Antimicrobial Peptides with Differential Bacterial Binding Characteristics.

摘要

This report documents research conducted by Natick Soldier Research, Development and Engineering Center (NSRDEC),between 2002 and 2010, to discover, design, and assess the differential bacterial binding ability of short antimicrobial peptides (AMPs) as part of an effort to provide rapid, accurate, and highly sensitive detection of bacterial contamination in Soldier wounds, food, and water sources. This detection capability is pivotal to maximize Warfighter survivability and quality of life. Current biosensor platforms incorporate recognition elements, such as antibodies, that are highly selective but have limited stability and sensitivity. The current drawbacks of the biosensor have limited its usefulness for rapid, real-time detection in an operational environment. Toward development of more robust and sensitive recognition elements, a series of truncated AMPs (7-15 amino acid residues) was designed using three methods: (1) fragmentation of naturally-occurring AMP sequences, (2) scanning alanine mutagenesis (applied to three fragments), wherein each residue in the sequence is systematically replaced with alanine to produce a set of well-defined mutations, and (3) sequence generation via a Markov chain algorithm utilizing a database of naturally-occurring AMPs. The fragmentation approach yielded multiple sequences possessing binding to all three organisms; additionally, several fragments exhibited selectivity for E. coli O157:H7 relative to S. aureus.
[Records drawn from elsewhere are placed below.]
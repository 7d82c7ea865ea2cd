//! Host → service resolution backed by the store and a reconciled snapshot.
//!
//! # Responsibilities
//! - Reconcile the store's service table against the declarative source
//! - Resolve request hosts to services
//! - Keep an in-process snapshot fresh (background refresh or per lookup)
//!
//! # Design Decisions
//! - Reconciliation is upsert + retain, so concurrent runs converge
//! - An unreadable or empty source leaves the store untouched
//! - With a refresh interval, lookups never touch the source or the store;
//!   unknown hosts cannot trigger reconciliation

use arc_swap::ArcSwap;
use serde::Serialize;
use std::collections::HashMap;
use std::sync::Arc;
use std::time::Duration;
use tokio::sync::broadcast;
use tokio::time;

use crate::observability::metrics;
use crate::routing::source::ServiceSource;
use crate::store::{Service, Store, StoreResult};

/// Outcome of one reconciliation pass.
#[derive(Debug, Default, Clone, Copy, PartialEq, Eq, Serialize)]
pub struct ReconcileReport {
    pub upserted: usize,
    pub removed: usize,
}

pub struct ServiceRegistry {
    store: Arc<dyn Store>,
    source: ServiceSource,
    /// `None` reconciles on every lookup.
    refresh_interval: Option<Duration>,
    /// host -> service, swapped wholesale on refresh.
    snapshot: ArcSwap<HashMap<String, Service>>,
}

impl ServiceRegistry {
    pub fn new(store: Arc<dyn Store>, source: ServiceSource, refresh_interval_secs: u64) -> Self {
        let refresh_interval = match refresh_interval_secs {
            0 => None,
            secs => Some(Duration::from_secs(secs)),
        };
        Self {
            store,
            source,
            refresh_interval,
            snapshot: ArcSwap::from_pointee(HashMap::new()),
        }
    }

    pub fn source(&self) -> &ServiceSource {
        &self.source
    }

    /// Make the store's service table match the source.
    pub async fn reconcile(&self) -> StoreResult<ReconcileReport> {
        let entries = match self.source.load().await {
            Ok(entries) => entries,
            Err(e) => {
                tracing::warn!(error = %e, "Service source unreadable, treating as empty");
                Vec::new()
            }
        };

        if entries.is_empty() {
            tracing::debug!("Service source is empty, keeping stored services");
            return Ok(ReconcileReport::default());
        }

        for entry in &entries {
            self.store.upsert_service(&entry.host, &entry.upstream).await?;
        }

        let hosts: Vec<String> = entries.into_iter().map(|e| e.host).collect();
        let removed = self.store.retain_services(&hosts).await?;
        if removed > 0 {
            tracing::info!(removed, "Removed services no longer present in source");
        }

        Ok(ReconcileReport {
            upserted: hosts.len(),
            removed,
        })
    }

    /// Resolve a normalized host to its service.
    pub async fn resolve(&self, host: &str) -> StoreResult<Option<Service>> {
        if self.refresh_interval.is_none() {
            self.reconcile().await?;
            return self.store.find_service_by_host(host).await;
        }
        Ok(self.snapshot.load().get(host).cloned())
    }

    /// Reload the snapshot from the store without reading the source.
    pub async fn refresh_snapshot(&self) -> StoreResult<()> {
        let services = self.store.list_services().await?;
        metrics::record_services(services.len());
        let map = services.into_iter().map(|s| (s.host.clone(), s)).collect();
        self.snapshot.store(Arc::new(map));
        Ok(())
    }

    /// Reconcile now and publish the result to lookups.
    pub async fn invalidate(&self) -> StoreResult<ReconcileReport> {
        let report = self.reconcile().await?;
        self.refresh_snapshot().await?;
        tracing::debug!(upserted = report.upserted, removed = report.removed, "Service registry refreshed");
        Ok(report)
    }

    /// Periodically reconcile until shutdown. Returns immediately when the
    /// registry reconciles per lookup.
    pub async fn run_refresh(self: Arc<Self>, mut shutdown: broadcast::Receiver<()>) {
        let Some(interval) = self.refresh_interval else {
            return;
        };

        tracing::info!(interval_secs = interval.as_secs(), "Service refresh task starting");
        let mut ticker = time::interval(interval);

        loop {
            tokio::select! {
                _ = ticker.tick() => {
                    if let Err(e) = self.invalidate().await {
                        tracing::error!(error = %e, "Service refresh failed, keeping previous snapshot");
                    }
                }
                _ = shutdown.recv() => {
                    tracing::info!("Service refresh task received shutdown signal, exiting loop");
                    break;
                }
            }
        }
    }
}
Several of the fragments screened also displayed discriminatory binding to pathogenic E. coli O157:H7 relative to non-pathogenic E. coli ML35. The three fragments that were further engineered via scanning alanine mutagenesis had elevated binding responses and differential binding characteristics. Sequence generation via Markov chain also yielded peptides capable of selectivity between E. coli and S. aureus.